↓↓↓

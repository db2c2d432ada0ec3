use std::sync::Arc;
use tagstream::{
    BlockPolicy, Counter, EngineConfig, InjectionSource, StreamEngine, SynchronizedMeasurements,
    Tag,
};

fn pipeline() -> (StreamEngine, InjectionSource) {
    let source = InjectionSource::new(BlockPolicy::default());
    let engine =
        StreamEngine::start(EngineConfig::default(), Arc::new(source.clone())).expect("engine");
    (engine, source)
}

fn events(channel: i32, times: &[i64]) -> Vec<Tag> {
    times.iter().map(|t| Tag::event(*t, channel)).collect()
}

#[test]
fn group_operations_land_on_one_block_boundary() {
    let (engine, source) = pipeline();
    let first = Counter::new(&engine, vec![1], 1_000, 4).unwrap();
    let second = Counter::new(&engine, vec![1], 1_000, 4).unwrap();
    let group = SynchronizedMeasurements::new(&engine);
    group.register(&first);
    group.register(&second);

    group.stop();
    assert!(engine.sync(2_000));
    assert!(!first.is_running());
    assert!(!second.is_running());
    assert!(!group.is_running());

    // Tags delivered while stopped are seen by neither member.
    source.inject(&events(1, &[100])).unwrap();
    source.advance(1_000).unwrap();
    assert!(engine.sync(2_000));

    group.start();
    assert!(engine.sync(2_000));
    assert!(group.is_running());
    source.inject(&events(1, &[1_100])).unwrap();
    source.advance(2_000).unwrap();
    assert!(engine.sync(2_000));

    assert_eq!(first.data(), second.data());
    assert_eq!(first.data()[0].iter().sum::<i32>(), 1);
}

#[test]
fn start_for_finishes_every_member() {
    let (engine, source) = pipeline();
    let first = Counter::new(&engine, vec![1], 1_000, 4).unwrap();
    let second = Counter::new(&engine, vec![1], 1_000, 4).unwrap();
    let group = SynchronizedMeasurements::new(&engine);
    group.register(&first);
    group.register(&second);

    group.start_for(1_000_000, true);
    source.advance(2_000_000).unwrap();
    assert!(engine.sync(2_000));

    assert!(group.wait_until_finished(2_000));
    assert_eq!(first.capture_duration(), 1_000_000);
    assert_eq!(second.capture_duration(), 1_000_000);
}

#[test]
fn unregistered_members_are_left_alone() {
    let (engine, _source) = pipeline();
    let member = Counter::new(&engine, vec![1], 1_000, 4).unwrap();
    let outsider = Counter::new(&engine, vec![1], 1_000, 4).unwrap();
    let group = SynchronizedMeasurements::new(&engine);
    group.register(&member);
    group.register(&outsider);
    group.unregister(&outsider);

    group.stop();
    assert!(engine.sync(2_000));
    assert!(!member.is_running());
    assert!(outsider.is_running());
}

↑↑↑

Transcribe all of the lines in the records precisely.

repository db2c2d432ada0ec3
use std::sync::Arc;
use tagstream::{
    BlockPolicy, Counter, EngineConfig, InjectionSource, StreamEngine, SynchronizedMeasurements,
    Tag,
};

fn pipeline() -> (StreamEngine, InjectionSource) {
    let source = InjectionSource::new(BlockPolicy::default());
    let engine =
        StreamEngine::start(EngineConfig::default(), Arc::new(source.clone())).expect("engine");
    (engine, source)
}

fn events(channel: i32, times: &[i64]) -> Vec<Tag> {
    times.iter().map(|t| Tag::event(*t, channel)).collect()
}

#[test]
fn group_operations_land_on_one_block_boundary() {
    let (engine, source) = pipeline();
    let first = Counter::new(&engine, vec![1], 1_000, 4).unwrap();
    let second = Counter::new(&engine, vec![1], 1_000, 4).unwrap();
    let group = SynchronizedMeasurements::new(&engine);
    group.register(&first);
    group.register(&second);

    group.stop();
    assert!(engine.sync(2_000));
    assert!(!first.is_running());
    assert!(!second.is_running());
    assert!(!group.is_running());

    // Tags delivered while stopped are seen by neither member.
    source.inject(&events(1, &[100])).unwrap();
    source.advance(1_000).unwrap();
    assert!(engine.sync(2_000));

    group.start();
    assert!(engine.sync(2_000));
    assert!(group.is_running());
    source.inject(&events(1, &[1_100])).unwrap();
    source.advance(2_000).unwrap();
    assert!(engine.sync(2_000));

    assert_eq!(first.data(), second.data());
    assert_eq!(first.data()[0].iter().sum::<i32>(), 1);
}

#[test]
fn start_for_finishes_every_member() {
    let (engine, source) = pipeline();
    let first = Counter::new(&engine, vec![1], 1_000, 4).unwrap();
    let second = Counter::new(&engine, vec![1], 1_000, 4).unwrap();
    let group = SynchronizedMeasurements::new(&engine);
    group.register(&first);
    group.register(&second);

    group.start_for(1_000_000, true);
    source.advance(2_000_000).unwrap();
    assert!(engine.sync(2_000));

    assert!(group.wait_until_finished(2_000));
    assert_eq!(first.capture_duration(), 1_000_000);
    assert_eq!(second.capture_duration(), 1_000_000);
}

#[test]
fn unregistered_members_are_left_alone() {
    let (engine, _source) = pipeline();
    let member = Counter::new(&engine, vec![1], 1_000, 4).unwrap();
    let outsider = Counter::new(&engine, vec![1], 1_000, 4).unwrap();
    let group = SynchronizedMeasurements::new(&engine);
    group.register(&member);
    group.register(&outsider);
    group.unregister(&outsider);

    group.stop();
    assert!(engine.sync(2_000));
    assert!(!member.is_running());
    assert!(outsider.is_running());
}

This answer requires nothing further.